En definitiva, la decisión final ahora es que se prefiere un edicto de
gracia con confesión judicial ante comisarios, y no ante los inquisidores,
pero dejando abierta la posibilidad de reconciliarse por medio de la
confesión sacramental ante curas y confesores designados por los
ordinarios, sin obligación de denunciar a los complices, y sin que los
confesores la tengan de denunciar al Santo Oficio las ceremonias secretas
que conocieran, fuera del secreto de confesión, por supuesto.

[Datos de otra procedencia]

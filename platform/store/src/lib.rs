//! Contracts shared between the product slices and their storage backends.
//!
//! Product crates declare the store traits they consume; this crate holds the
//! pieces every slice agrees on: the error taxonomy surfaced to screens, the
//! typed validation report produced by forms, and the object-store seam used
//! for profile images.

mod error;
mod objects;
mod validation;

pub use error::{FALLBACK_MESSAGE, StoreError, StoreResult};
pub use objects::{HEADSHOT_BUCKET, ObjectStore, headshot_object_path, object_path_from_url};
pub use validation::{FieldError, ValidationErrors};
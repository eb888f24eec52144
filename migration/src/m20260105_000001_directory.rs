use sea_orm_migration::prelude::*;

#[derive(DeriveIden)]
enum Teammates {
    Table,
    Id,
    FirstName,
    LastName,
    Email,
    Phone,
    Position,
    Department,
    Branch,
    Nmls,
    HeadshotUrl,
    StartDate,
    Birthday,
    OnboardingStatus,
    Linkedin,
    Calendly,
    ManagerId,
    CreatedAt,
    UpdatedAt,
}

#[derive(DeriveIden)]
enum TeammateTags {
    Table,
    Id,
    TeammateId,
    TagName,
    TagColor,
    CreatedAt,
}

#[derive(DeriveIden)]
enum LicensedStates {
    Table,
    Id,
    StateCode,
    StateName,
}

#[derive(DeriveIden)]
enum TeammateLicensedStates {
    Table,
    Id,
    TeammateId,
    LicensedStateId,
    LicenseNumber,
    CreatedAt,
}

#[derive(DeriveIden)]
enum ClientReviews {
    Table,
    Id,
    TeammateId,
    ClientName,
    ReviewText,
    Rating,
    ReviewDate,
    CreatedAt,
}

#[derive(DeriveMigrationName)]
pub struct Migration;

#[async_trait::async_trait]
impl MigrationTrait for Migration {
    async fn up(&self, manager: &SchemaManager) -> Result<(), DbErr> {
        manager
            .create_table(
                Table::create()
                    .table(Teammates::Table)
                    .if_not_exists()
                    .col(ColumnDef::new(Teammates::Id).uuid().not_null().primary_key())
                    .col(ColumnDef::new(Teammates::FirstName).string_len(128).not_null())
                    .col(ColumnDef::new(Teammates::LastName).string_len(128).not_null())
                    .col(ColumnDef::new(Teammates::Email).string_len(320).not_null())
                    .col(ColumnDef::new(Teammates::Phone).string_len(64))
                    .col(ColumnDef::new(Teammates::Position).string_len(128).not_null())
                    .col(ColumnDef::new(Teammates::Department).string_len(64).not_null())
                    .col(ColumnDef::new(Teammates::Branch).string_len(64).not_null())
                    .col(ColumnDef::new(Teammates::Nmls).string_len(64))
                    .col(ColumnDef::new(Teammates::HeadshotUrl).string_len(1024))
                    .col(ColumnDef::new(Teammates::StartDate).date())
                    .col(ColumnDef::new(Teammates::Birthday).date())
                    .col(
                        ColumnDef::new(Teammates::OnboardingStatus)
                            .string_len(32)
                            .not_null()
                            .default("Not started"),
                    )
                    .col(ColumnDef::new(Teammates::Linkedin).string_len(512))
                    .col(ColumnDef::new(Teammates::Calendly).string_len(512))
                    .col(ColumnDef::new(Teammates::ManagerId).uuid())
                    .col(
                        ColumnDef::new(Teammates::CreatedAt)
                            .timestamp_with_time_zone()
                            .not_null(),
                    )
                    .col(
                        ColumnDef::new(Teammates::UpdatedAt)
                            .timestamp_with_time_zone()
                            .not_null(),
                    )
                    .foreign_key(
                        ForeignKey::create()
                            .name("fk_teammates_manager")
                            .from(Teammates::Table, Teammates::ManagerId)
                            .to(Teammates::Table, Teammates::Id)
                            .on_delete(ForeignKeyAction::SetNull),
                    )
                    .to_owned(),
            )
            .await?;

        manager
            .create_index(
                Index::create()
                    .if_not_exists()
                    .name("idx_teammates_email")
                    .table(Teammates::Table)
                    .col(Teammates::Email)
                    .unique()
                    .to_owned(),
            )
            .await?;

        manager
            .create_index(
                Index::create()
                    .if_not_exists()
                    .name("idx_teammates_name")
                    .table(Teammates::Table)
                    .col(Teammates::FirstName)
                    .col(Teammates::LastName)
                    .to_owned(),
            )
            .await?;

        manager
            .create_table(
                Table::create()
                    .table(TeammateTags::Table)
                    .if_not_exists()
                    .col(ColumnDef::new(TeammateTags::Id).uuid().not_null().primary_key())
                    .col(ColumnDef::new(TeammateTags::TeammateId).uuid().not_null())
                    .col(ColumnDef::new(TeammateTags::TagName).string_len(64).not_null())
                    .col(ColumnDef::new(TeammateTags::TagColor).string_len(32))
                    .col(
                        ColumnDef::new(TeammateTags::CreatedAt)
                            .timestamp_with_time_zone()
                            .not_null(),
                    )
                    .foreign_key(
                        ForeignKey::create()
                            .name("fk_teammate_tags_teammate")
                            .from(TeammateTags::Table, TeammateTags::TeammateId)
                            .to(Teammates::Table, Teammates::Id)
                            .on_delete(ForeignKeyAction::Cascade),
                    )
                    .to_owned(),
            )
            .await?;

        manager
            .create_index(
                Index::create()
                    .if_not_exists()
                    .name("idx_teammate_tags_unique")
                    .table(TeammateTags::Table)
                    .col(TeammateTags::TeammateId)
                    .col(TeammateTags::TagName)
                    .unique()
                    .to_owned(),
            )
            .await?;

        manager
            .create_table(
                Table::create()
                    .table(LicensedStates::Table)
                    .if_not_exists()
                    .col(ColumnDef::new(LicensedStates::Id).uuid().not_null().primary_key())
                    .col(ColumnDef::new(LicensedStates::StateCode).string_len(2).not_null())
                    .col(ColumnDef::new(LicensedStates::StateName).string_len(64).not_null())
                    .to_owned(),
            )
            .await?;

        manager
            .create_index(
                Index::create()
                    .if_not_exists()
                    .name("idx_licensed_states_code")
                    .table(LicensedStates::Table)
                    .col(LicensedStates::StateCode)
                    .unique()
                    .to_owned(),
            )
            .await?;

        manager
            .create_table(
                Table::create()
                    .table(TeammateLicensedStates::Table)
                    .if_not_exists()
                    .col(
                        ColumnDef::new(TeammateLicensedStates::Id)
                            .uuid()
                            .not_null()
                            .primary_key(),
                    )
                    .col(ColumnDef::new(TeammateLicensedStates::TeammateId).uuid().not_null())
                    .col(
                        ColumnDef::new(TeammateLicensedStates::LicensedStateId)
                            .uuid()
                            .not_null(),
                    )
                    .col(ColumnDef::new(TeammateLicensedStates::LicenseNumber).string_len(64))
                    .col(
                        ColumnDef::new(TeammateLicensedStates::CreatedAt)
                            .timestamp_with_time_zone()
                            .not_null(),
                    )
                    .foreign_key(
                        ForeignKey::create()
                            .name("fk_teammate_licenses_teammate")
                            .from(TeammateLicensedStates::Table, TeammateLicensedStates::TeammateId)
                            .to(Teammates::Table, Teammates::Id)
                            .on_delete(ForeignKeyAction::Cascade),
                    )
                    .foreign_key(
                        ForeignKey::create()
                            .name("fk_teammate_licenses_state")
                            .from(
                                TeammateLicensedStates::Table,
                                TeammateLicensedStates::LicensedStateId,
                            )
                            .to(LicensedStates::Table, LicensedStates::Id)
                            .on_delete(ForeignKeyAction::Cascade),
                    )
                    .to_owned(),
            )
            .await?;

        manager
            .create_table(
                Table::create()
                    .table(ClientReviews::Table)
                    .if_not_exists()
                    .col(ColumnDef::new(ClientReviews::Id).uuid().not_null().primary_key())
                    .col(ColumnDef::new(ClientReviews::TeammateId).uuid().not_null())
                    .col(ColumnDef::new(ClientReviews::ClientName).string_len(256).not_null())
                    .col(ColumnDef::new(ClientReviews::ReviewText).text().not_null())
                    .col(ColumnDef::new(ClientReviews::Rating).small_integer().not_null())
                    .col(ColumnDef::new(ClientReviews::ReviewDate).date())
                    .col(
                        ColumnDef::new(ClientReviews::CreatedAt)
                            .timestamp_with_time_zone()
                            .not_null(),
                    )
                    .foreign_key(
                        ForeignKey::create()
                            .name("fk_client_reviews_teammate")
                            .from(ClientReviews::Table, ClientReviews::TeammateId)
                            .to(Teammates::Table, Teammates::Id)
                            .on_delete(ForeignKeyAction::Cascade),
                    )
                    .to_owned(),
            )
            .await?;

        Ok(())
    }

    async fn down(&self, manager: &SchemaManager) -> Result<(), DbErr> {
        manager
            .drop_table(Table::drop().table(ClientReviews::Table).to_owned())
            .await?;
        manager
            .drop_table(Table::drop().table(TeammateLicensedStates::Table).to_owned())
            .await?;
        manager
            .drop_table(Table::drop().table(LicensedStates::Table).to_owned())
            .await?;
        manager
            .drop_table(Table::drop().table(TeammateTags::Table).to_owned())
            .await?;
        manager
            .drop_table(Table::drop().table(Teammates::Table).to_owned())
            .await
    }
}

A partir de estos principios que cuentan con el respaldo de Felipe II,
asistimos a un forcejeo entre el Rey, que insiste una y otra vez en la
necesidad de comenzar de inmediato, y el Patriarca que se resiste con
tozudez a poner en marcha la campaña de instrucción mientras no se cumplan
todos los requisitos que le perecen necesarios. El problema es que buena
parte de ellos dependían de la aprobación de Roma. El Papa concede casi
todo. Un amplio tiempo de gracia de cuatro años, con la posibilidad de que
la confesión sea en el fuero de la conciencia ante sacerdotes cualificados
nombrados por los prelados. Pero no otorga el breve que liberaría de
denunciar cómplices, condición que al Arzobispo le parece imprescindible.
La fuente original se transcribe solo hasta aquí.